If the player saves after the credits and reloads the game, the dungeon door will have a new option named 'Bereshith Road' where a whole new story unwinds. The grim reaper-like creature is revealed to be the Executioner (though its name is revealed earlier in the Ayuta-Mana/Shea route), and his purpose is to remove insubordinate or defeated competitors in the Ark Arena. He must be fought and killed. Next, the players enter a room where documents explaining the Ark Arena, the Agent, and the Executioner are held. It is learned that both the Executioner and the Agent are artificial organisms that are programmed to ensure the smooth running of the Ark Arena. Soon afterwards, they stumble upon the terrible Arena itself. Later, they find the Agent, who is to test them once more. This time he is called the 'True Agent' and is much more powerful, attacking twice per turn, one of the few foes who can. Once he is defeated, the couple learns of a 'Final Door' that leads to the Qualia. They go up another level (Bereshith Road is actually a moving platform that goes up to higher levels, where more and more powerful beings are held), to find yet another powerful being, the Almighty. The Almighty is the creator of the Ark Arena and the operator of it. It is a woman's body that extends from the floor, appearing to be part of the Ark itself. If she is defeated, then the couple arrives at the top floor, and a glowing red vortex awaits their arrival.
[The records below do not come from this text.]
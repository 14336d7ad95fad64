//! The `ext` method: a remote shell that starts `cvs server` on the far end.

use std::env;
use std::fmt;
use std::io;

use cvs_io::{EXIT_GRACE, ProgramCommand, ProgramExit, ProgramStream, ServerConnection, ServerStreams};
use tracing::{debug, warn};

use super::{BoxedServerConnection, ConnectRequest, ConnectionMethod, EXT_METHOD, Monitor};
use crate::error::{CvsError, TransportError, transport_error};
use crate::location::{LocationAddress, Port};

/// Remote shell program, for example `ssh`.
pub const CVS_RSH_ENV: &str = "CVS_RSH";
/// Optional argument template for the remote shell.
pub const CVS_RSH_PARAMETERS_ENV: &str = "CVS_RSH_PARAMETERS";
/// Path of the `cvs` executable on the server host.
pub const CVS_SERVER_ENV: &str = "CVS_SERVER";
/// Argument that makes `cvs` speak the client/server protocol on stdio.
pub const INVOKE_SERVER_COMMAND: &str = "server";

const TOKENS: [&str; 4] = ["{user}", "{password}", "{host}", "{port}"];

/// Remote-shell configuration for the ext method.
///
/// Without a parameter template the shell runs as
/// `<rsh> -l <user> <host> <server> server`. A template replaces the
/// `-l <user> <host>` part; its `{user}`, `{password}`, `{host}` and `{port}`
/// tokens are substituted in any letter case.
#[derive(Clone, Debug, Default, Eq, PartialEq)]
pub struct ExtSettings {
    rsh: Option<String>,
    parameters: Option<String>,
    server: Option<String>,
}

impl ExtSettings {
    /// Reads `CVS_RSH`, `CVS_RSH_PARAMETERS` and `CVS_SERVER`.
    #[must_use]
    pub fn from_env() -> Self {
        Self::from_lookup(|name| env::var(name).ok())
    }

    /// Builds the settings from an arbitrary variable lookup. Blank values
    /// count as unset.
    pub fn from_lookup(lookup: impl Fn(&str) -> Option<String>) -> Self {
        let read = |name: &str| lookup(name).filter(|value| !value.trim().is_empty());
        Self {
            rsh: read(CVS_RSH_ENV),
            parameters: read(CVS_RSH_PARAMETERS_ENV),
            server: read(CVS_SERVER_ENV),
        }
    }

    /// Sets the remote shell.
    #[must_use]
    #[doc(alias = "CVS_RSH")]
    pub fn with_rsh(mut self, rsh: impl Into<String>) -> Self {
        self.rsh = Some(rsh.into());
        self
    }

    /// Sets the argument template.
    #[must_use]
    #[doc(alias = "CVS_RSH_PARAMETERS")]
    pub fn with_parameters(mut self, parameters: impl Into<String>) -> Self {
        self.parameters = Some(parameters.into());
        self
    }

    /// Sets the remote `cvs` executable.
    #[must_use]
    #[doc(alias = "CVS_SERVER")]
    pub fn with_server(mut self, server: impl Into<String>) -> Self {
        self.server = Some(server.into());
        self
    }

    /// Remote shell, if configured.
    pub fn rsh(&self) -> Option<&str> {
        self.rsh.as_deref()
    }

    /// Argument template, if configured.
    pub fn parameters(&self) -> Option<&str> {
        self.parameters.as_deref()
    }

    /// Remote `cvs` executable, if configured.
    pub fn server(&self) -> Option<&str> {
        self.server.as_deref()
    }

    /// Builds the command line that reaches `address` as `username`.
    ///
    /// # Errors
    ///
    /// Fails when the shell or the server executable is not configured, and
    /// when the address names a port but no template says how to pass it.
    pub fn command(
        &self,
        address: &LocationAddress,
        username: &str,
        password: &str,
    ) -> Result<ProgramCommand, CvsError> {
        let (Some(rsh), Some(server)) = (self.rsh.as_deref(), self.server.as_deref()) else {
            return Err(transport_error(format!(
                "environment not configured: {CVS_RSH_ENV} and {CVS_SERVER_ENV} must both be set"
            )));
        };
        let mut words = rsh.split_whitespace();
        let Some(program) = words.next() else {
            return Err(transport_error(format!(
                "environment not configured: {CVS_RSH_ENV} is blank"
            )));
        };

        let mut command = ProgramCommand::new(program);
        command.args(words);
        match self.parameters.as_deref() {
            Some(template) => {
                let port = address
                    .port()
                    .explicit()
                    .map(|port| port.to_string())
                    .unwrap_or_default();
                let values = [username, password, address.host(), port.as_str()];
                command.args(
                    template
                        .split_whitespace()
                        .map(|word| substitute(word, &values))
                        .filter(|word| !word.is_empty()),
                );
            }
            None => {
                if let Port::Explicit(port) = address.port() {
                    return Err(transport_error(format!(
                        "the ext method cannot connect to port {port}; set {CVS_RSH_PARAMETERS_ENV} to pass it to {program}"
                    )));
                }
                if !username.is_empty() {
                    command.arg("-l").arg(username);
                }
                command.arg(address.host());
            }
        }
        command.arg(server).arg(INVOKE_SERVER_COMMAND);
        Ok(command)
    }
}

fn substitute(word: &str, values: &[&str; 4]) -> String {
    let mut output = String::with_capacity(word.len());
    let mut rest = word;
    'scan: while let Some(start) = rest.find('{') {
        output.push_str(&rest[..start]);
        let candidate = &rest[start..];
        for (token, value) in TOKENS.iter().zip(values) {
            if candidate
                .get(..token.len())
                .is_some_and(|prefix| prefix.eq_ignore_ascii_case(token))
            {
                output.push_str(value);
                rest = &candidate[token.len()..];
                continue 'scan;
            }
        }
        output.push('{');
        rest = &candidate[1..];
    }
    output.push_str(rest);
    output
}

/// Factory for [`ExtConnection`]s.
#[derive(Clone, Copy, Debug, Default)]
pub struct ExtMethod;

impl ConnectionMethod for ExtMethod {
    fn name(&self) -> &str {
        EXT_METHOD
    }

    fn create_connection(
        &self,
        request: &ConnectRequest<'_>,
    ) -> Result<BoxedServerConnection, CvsError> {
        let command = request
            .options
            .ext()
            .command(request.address, request.username, request.password)?;
        Ok(Box::new(ExtConnection::new(command, request.monitor.clone())))
    }
}

/// Connection over the stdio of a remote-shell process.
///
/// Authentication is left to the shell; opening only spawns it.
pub struct ExtConnection {
    command: ProgramCommand,
    monitor: Monitor,
    stream: Option<ProgramStream>,
}

impl ExtConnection {
    /// Prepares a connection that spawns `command` when opened.
    pub const fn new(command: ProgramCommand, monitor: Monitor) -> Self {
        Self {
            command,
            monitor,
            stream: None,
        }
    }

    /// Process id of the running shell.
    pub fn process_id(&self) -> Option<u32> {
        self.stream.as_ref().map(ProgramStream::id)
    }

    fn program_name(&self) -> String {
        self.command.program().to_string_lossy().into_owned()
    }
}

impl ServerConnection for ExtConnection {
    type Error = CvsError;

    fn open(&mut self) -> Result<(), CvsError> {
        if self.stream.is_some() {
            return Ok(());
        }
        if self.monitor.is_cancelled() {
            return Err(CvsError::Cancelled);
        }
        let stream = self.command.spawn().map_err(|error| {
            let text = format!("failed to start {}: {error}", self.program_name());
            CvsError::Transport(TransportError::with_source(text, error))
        })?;
        debug!(
            target: "cvs::transport",
            program = %self.program_name(),
            pid = stream.id(),
            "remote shell started"
        );
        self.stream = Some(stream);
        Ok(())
    }

    fn close(&mut self) -> io::Result<()> {
        let Some(mut stream) = self.stream.take() else {
            return Ok(());
        };
        match stream.terminate(EXIT_GRACE)? {
            ProgramExit::Exited(status) if !status.success() => warn!(
                target: "cvs::transport",
                program = %self.program_name(),
                %status,
                "remote shell exited unsuccessfully"
            ),
            ProgramExit::Exited(_) => {}
            ProgramExit::Killed(_) => debug!(
                target: "cvs::transport",
                program = %self.program_name(),
                "remote shell did not exit after end of input, killed"
            ),
        }
        Ok(())
    }

    fn streams(&mut self) -> Option<ServerStreams<'_>> {
        self.stream.as_mut().map(ProgramStream::streams)
    }
}

impl fmt::Debug for ExtConnection {
    fn fmt(&self, f: &mut fmt::Formatter<'_>) -> fmt::Result {
        f.debug_struct("ExtConnection")
            .field("program", &self.program_name())
            .field("pid", &self.process_id())
            .finish_non_exhaustive()
    }
}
As they enter it, the chosen couple comes across with the other three couples they thought had been defeated in the past arena battles. It is later then explained by Ayuta, who has recovered his original memories, that each of their story is true, since the people they were forced to kill were of different timespaces. They then encounter the Qualia, which envelops the Earth almost immediately. They are staggered by its sheer power, but then regain their strength and composure and go on to defeat the Qualia.

The Qualia is defeated, but more Qualia emerge from the parallel timespaces that they have destroyed. With their limited strength, the four couples once again lose hope, until Theia tells them to see the miracle they created for their resistance to destruction. With a burst of light, hundreds of starships, supposedly crewed by the parallel timespace's denizens, appears and completely annihilate the Qualia.

With Theia's last strength, she sends the couples back to the dimensional time and space of their choice. The couples choose to return to the period before they were summoned to the Ark. Finally, Theia issues the command to shut down the ancient Ark, finally terminating the endless timespace-generating spiral.

==Music==
Noriyasu Agematsu, of the musical group Elements Garden, composed all the music to Chaos Rings.

Following the release of the game, Square Enix released the Chaos Rings Original Soundtrack for digital download on June 23, 2010 via the iTunes Store. According to one of the game's assistant producers, Hiroaki Iwano, the soundtrack was released primarily due to popular demand.

==Reception==

The iPhone and iPad versions received "universal acclaim" according to the review aggregation website Metacritic.

Aggregate score
| Aggregator | Score |
|---|---|
| Metacritic | (iPhone) 92/100 (iPad) 91/100 |

Review scores
| Publication | Score |
|---|---|
| 4Players | 57% |
| Destructoid | 9.5/10 |
| Edge | 8/10 |
| GamePro | 4/5 |
| Gamezebo | 5/5 |
| GameZone | 8.5/10 |
| IGN | 9/10 |
| Jeuxvideo.com | 18/20 |
| Pocket Gamer | 4.5/5 |
| RPGFan | (iPhone) 90% (iPad) 87% |
| TouchArcade | 5/5 |

==Sequel and prequel==
Square Enix has published three more games in the Chaos Rings series to date. A trailer of the prequel entitled Chaos Rings Omega has since been released. Chaos Rings Omega was released on May 19, 2011 in North America and the next day in Japan.

Omega has many similarities to the first game. The gameplay and navigation are still the same, while the setting is slightly changed on its layout. The game stars a mostly new set of characters, though the first game's Olgar (with a different name), Vahti, and Ayuta are all playable as well. The storyline features twists not seen in the first game, said twists sending the plot off in a completely different direction than before.
On May 20, 2011, a teaser trailer for Chaos Rings II was released.

Chaos Rings III was later released on October 16, 2014, and is the only game in the series that's still widely available.